Dataset entries
· · · · ·
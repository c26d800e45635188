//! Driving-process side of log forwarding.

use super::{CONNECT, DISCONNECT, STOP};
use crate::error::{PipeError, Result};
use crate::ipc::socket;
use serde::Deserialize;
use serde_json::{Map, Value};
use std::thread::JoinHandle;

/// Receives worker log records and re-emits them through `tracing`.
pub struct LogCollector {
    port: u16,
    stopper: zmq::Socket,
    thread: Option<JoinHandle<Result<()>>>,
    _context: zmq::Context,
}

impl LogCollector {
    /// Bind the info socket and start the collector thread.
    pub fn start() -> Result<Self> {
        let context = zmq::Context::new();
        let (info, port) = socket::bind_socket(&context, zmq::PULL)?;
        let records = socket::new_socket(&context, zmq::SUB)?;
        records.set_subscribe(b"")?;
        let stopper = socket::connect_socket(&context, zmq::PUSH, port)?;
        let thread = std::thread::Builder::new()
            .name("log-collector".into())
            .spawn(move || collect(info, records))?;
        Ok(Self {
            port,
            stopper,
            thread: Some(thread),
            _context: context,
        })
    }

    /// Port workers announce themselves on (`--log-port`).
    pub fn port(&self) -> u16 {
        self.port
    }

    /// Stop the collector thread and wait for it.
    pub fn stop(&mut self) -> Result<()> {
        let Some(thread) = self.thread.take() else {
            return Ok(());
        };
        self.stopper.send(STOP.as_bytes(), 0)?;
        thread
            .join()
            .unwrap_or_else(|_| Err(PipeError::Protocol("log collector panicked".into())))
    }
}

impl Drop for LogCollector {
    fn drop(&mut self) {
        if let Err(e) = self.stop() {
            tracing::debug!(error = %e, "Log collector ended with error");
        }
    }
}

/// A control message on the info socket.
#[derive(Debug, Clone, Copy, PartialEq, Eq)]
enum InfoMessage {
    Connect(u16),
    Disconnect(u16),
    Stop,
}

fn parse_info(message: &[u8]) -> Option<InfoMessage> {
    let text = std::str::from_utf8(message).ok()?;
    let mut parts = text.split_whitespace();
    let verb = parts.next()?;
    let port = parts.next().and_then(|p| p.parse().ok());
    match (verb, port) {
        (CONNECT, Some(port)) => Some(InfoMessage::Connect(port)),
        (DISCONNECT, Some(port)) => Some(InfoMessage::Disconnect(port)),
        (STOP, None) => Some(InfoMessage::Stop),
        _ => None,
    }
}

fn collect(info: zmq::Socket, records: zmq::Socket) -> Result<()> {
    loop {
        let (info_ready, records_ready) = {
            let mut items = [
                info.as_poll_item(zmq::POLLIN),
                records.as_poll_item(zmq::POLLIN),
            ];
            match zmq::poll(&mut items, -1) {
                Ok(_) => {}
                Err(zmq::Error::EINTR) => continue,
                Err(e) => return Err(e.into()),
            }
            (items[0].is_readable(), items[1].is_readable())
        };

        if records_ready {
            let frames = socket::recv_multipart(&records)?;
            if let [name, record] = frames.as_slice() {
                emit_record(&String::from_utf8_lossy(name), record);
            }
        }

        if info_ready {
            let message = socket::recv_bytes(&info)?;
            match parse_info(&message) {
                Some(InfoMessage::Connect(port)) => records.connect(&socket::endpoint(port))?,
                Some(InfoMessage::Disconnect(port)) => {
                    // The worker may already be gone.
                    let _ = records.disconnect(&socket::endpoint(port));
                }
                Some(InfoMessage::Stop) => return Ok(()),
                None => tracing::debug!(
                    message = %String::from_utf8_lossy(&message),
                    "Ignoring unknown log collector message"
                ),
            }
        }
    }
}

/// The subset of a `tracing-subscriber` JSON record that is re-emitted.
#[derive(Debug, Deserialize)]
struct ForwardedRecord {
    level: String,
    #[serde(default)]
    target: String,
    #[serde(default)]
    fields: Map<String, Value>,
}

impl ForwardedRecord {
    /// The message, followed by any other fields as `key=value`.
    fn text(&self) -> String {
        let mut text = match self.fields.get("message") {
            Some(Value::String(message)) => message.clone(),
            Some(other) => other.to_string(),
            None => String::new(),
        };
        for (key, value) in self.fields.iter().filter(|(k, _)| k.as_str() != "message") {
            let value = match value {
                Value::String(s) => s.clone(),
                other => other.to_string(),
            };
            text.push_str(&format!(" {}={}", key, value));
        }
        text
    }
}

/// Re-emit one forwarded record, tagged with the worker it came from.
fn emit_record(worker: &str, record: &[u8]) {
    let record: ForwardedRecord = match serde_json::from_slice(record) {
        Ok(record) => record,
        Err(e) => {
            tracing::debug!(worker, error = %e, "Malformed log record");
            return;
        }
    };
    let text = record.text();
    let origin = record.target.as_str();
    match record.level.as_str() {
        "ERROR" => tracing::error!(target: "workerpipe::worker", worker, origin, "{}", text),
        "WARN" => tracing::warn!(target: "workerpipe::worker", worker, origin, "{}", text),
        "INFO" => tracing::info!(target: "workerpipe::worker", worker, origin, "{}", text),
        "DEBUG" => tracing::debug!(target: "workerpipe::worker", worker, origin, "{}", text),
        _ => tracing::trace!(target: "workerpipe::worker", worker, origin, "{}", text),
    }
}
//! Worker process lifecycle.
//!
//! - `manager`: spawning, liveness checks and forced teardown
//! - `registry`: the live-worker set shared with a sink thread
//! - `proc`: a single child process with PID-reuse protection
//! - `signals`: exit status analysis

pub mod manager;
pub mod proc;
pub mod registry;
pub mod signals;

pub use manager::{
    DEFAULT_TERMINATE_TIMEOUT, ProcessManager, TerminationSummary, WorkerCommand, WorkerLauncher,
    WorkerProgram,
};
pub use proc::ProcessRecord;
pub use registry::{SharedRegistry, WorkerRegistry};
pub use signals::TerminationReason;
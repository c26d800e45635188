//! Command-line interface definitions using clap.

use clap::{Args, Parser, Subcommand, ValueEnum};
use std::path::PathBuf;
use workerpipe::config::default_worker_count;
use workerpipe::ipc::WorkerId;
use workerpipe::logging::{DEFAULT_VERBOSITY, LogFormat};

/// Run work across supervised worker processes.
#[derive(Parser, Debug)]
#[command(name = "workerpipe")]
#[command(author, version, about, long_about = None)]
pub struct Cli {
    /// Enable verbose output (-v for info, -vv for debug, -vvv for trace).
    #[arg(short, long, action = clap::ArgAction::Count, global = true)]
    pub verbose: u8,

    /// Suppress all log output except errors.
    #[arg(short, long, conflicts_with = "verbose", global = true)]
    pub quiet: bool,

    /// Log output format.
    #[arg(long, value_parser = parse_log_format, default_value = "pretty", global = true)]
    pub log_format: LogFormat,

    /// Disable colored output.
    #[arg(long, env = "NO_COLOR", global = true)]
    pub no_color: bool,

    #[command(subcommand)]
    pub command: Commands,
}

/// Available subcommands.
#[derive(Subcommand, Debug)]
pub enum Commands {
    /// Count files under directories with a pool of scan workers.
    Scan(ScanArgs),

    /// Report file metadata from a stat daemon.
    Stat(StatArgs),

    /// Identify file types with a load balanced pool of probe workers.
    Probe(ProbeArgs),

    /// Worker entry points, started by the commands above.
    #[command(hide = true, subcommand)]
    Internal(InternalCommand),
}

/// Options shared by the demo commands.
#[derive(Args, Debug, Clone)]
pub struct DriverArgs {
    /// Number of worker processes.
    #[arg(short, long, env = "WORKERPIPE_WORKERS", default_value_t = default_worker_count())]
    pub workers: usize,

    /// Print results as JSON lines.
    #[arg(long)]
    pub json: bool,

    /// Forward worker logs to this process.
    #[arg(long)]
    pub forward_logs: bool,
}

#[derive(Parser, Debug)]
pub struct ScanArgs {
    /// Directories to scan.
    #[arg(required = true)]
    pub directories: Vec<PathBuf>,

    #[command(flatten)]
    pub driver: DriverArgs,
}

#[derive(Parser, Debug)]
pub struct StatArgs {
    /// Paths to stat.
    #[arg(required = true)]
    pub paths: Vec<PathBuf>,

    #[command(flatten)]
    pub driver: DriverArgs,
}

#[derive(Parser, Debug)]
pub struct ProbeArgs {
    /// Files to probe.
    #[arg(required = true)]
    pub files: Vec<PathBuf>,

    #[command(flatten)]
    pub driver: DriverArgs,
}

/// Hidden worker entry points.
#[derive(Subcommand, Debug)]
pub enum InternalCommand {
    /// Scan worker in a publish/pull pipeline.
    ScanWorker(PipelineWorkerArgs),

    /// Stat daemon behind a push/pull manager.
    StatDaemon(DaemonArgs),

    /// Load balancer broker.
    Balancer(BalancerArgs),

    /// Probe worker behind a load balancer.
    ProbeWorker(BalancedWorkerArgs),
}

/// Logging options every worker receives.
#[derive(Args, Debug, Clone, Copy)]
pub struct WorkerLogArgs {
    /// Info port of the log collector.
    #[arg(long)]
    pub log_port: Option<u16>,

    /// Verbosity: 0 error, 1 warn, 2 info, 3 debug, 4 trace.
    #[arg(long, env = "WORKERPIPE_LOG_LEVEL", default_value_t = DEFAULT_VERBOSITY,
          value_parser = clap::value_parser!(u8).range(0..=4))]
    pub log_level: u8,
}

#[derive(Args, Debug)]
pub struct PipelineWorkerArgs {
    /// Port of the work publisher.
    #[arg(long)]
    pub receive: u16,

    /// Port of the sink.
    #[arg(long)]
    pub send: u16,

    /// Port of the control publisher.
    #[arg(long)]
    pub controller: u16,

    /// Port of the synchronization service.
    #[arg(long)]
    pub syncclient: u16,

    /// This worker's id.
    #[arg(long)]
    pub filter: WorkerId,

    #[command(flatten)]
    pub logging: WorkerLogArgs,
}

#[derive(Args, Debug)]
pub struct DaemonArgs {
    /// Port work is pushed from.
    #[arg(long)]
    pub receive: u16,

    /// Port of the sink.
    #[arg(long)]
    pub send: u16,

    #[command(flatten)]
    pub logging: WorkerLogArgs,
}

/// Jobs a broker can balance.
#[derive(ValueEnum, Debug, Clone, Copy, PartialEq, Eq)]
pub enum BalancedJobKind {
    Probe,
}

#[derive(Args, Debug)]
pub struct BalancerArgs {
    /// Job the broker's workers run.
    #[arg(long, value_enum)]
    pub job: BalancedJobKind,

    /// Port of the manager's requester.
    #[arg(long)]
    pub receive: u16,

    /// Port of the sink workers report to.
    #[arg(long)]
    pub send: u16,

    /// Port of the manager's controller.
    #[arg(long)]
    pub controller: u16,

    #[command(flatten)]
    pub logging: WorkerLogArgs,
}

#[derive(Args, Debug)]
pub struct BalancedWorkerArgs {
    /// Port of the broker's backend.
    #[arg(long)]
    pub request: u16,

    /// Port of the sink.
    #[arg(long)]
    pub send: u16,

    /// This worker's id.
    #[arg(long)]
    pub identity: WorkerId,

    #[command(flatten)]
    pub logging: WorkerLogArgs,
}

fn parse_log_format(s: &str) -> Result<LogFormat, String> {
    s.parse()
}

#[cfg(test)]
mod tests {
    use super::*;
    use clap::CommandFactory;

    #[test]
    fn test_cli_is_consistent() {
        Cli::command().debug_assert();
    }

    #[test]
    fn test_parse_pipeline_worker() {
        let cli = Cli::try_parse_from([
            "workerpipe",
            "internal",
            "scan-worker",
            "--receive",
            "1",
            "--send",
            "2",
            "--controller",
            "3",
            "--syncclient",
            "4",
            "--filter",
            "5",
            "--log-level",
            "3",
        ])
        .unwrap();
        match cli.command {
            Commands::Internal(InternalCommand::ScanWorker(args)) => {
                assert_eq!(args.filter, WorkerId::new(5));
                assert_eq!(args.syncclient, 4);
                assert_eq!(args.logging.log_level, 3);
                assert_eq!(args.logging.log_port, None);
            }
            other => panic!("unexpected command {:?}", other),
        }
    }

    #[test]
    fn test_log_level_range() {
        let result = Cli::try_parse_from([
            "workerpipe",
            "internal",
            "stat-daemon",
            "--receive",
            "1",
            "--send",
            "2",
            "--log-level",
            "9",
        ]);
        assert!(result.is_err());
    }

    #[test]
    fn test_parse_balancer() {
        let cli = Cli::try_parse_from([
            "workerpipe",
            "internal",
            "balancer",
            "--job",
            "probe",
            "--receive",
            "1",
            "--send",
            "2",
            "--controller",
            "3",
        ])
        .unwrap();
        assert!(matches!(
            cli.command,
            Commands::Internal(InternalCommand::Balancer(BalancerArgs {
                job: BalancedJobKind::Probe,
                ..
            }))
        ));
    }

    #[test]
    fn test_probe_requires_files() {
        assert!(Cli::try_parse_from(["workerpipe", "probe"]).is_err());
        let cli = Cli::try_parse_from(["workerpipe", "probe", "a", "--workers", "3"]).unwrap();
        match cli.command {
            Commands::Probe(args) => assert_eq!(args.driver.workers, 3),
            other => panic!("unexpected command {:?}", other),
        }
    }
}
· · · · ·
HOW TO COMPLETE THIS TASK: Reproduce the entries above exactly, starting at their first line and finishing with the line that contains "pub struct LogCollector".

PROBLEM SOLUTION:
repository c26d800e45635188
//! Driving-process side of log forwarding.

use super::{CONNECT, DISCONNECT, STOP};
use crate::error::{PipeError, Result};
use crate::ipc::socket;
use serde::Deserialize;
use serde_json::{Map, Value};
use std::thread::JoinHandle;

/// Receives worker log records and re-emits them through `tracing`.
pub struct LogCollector {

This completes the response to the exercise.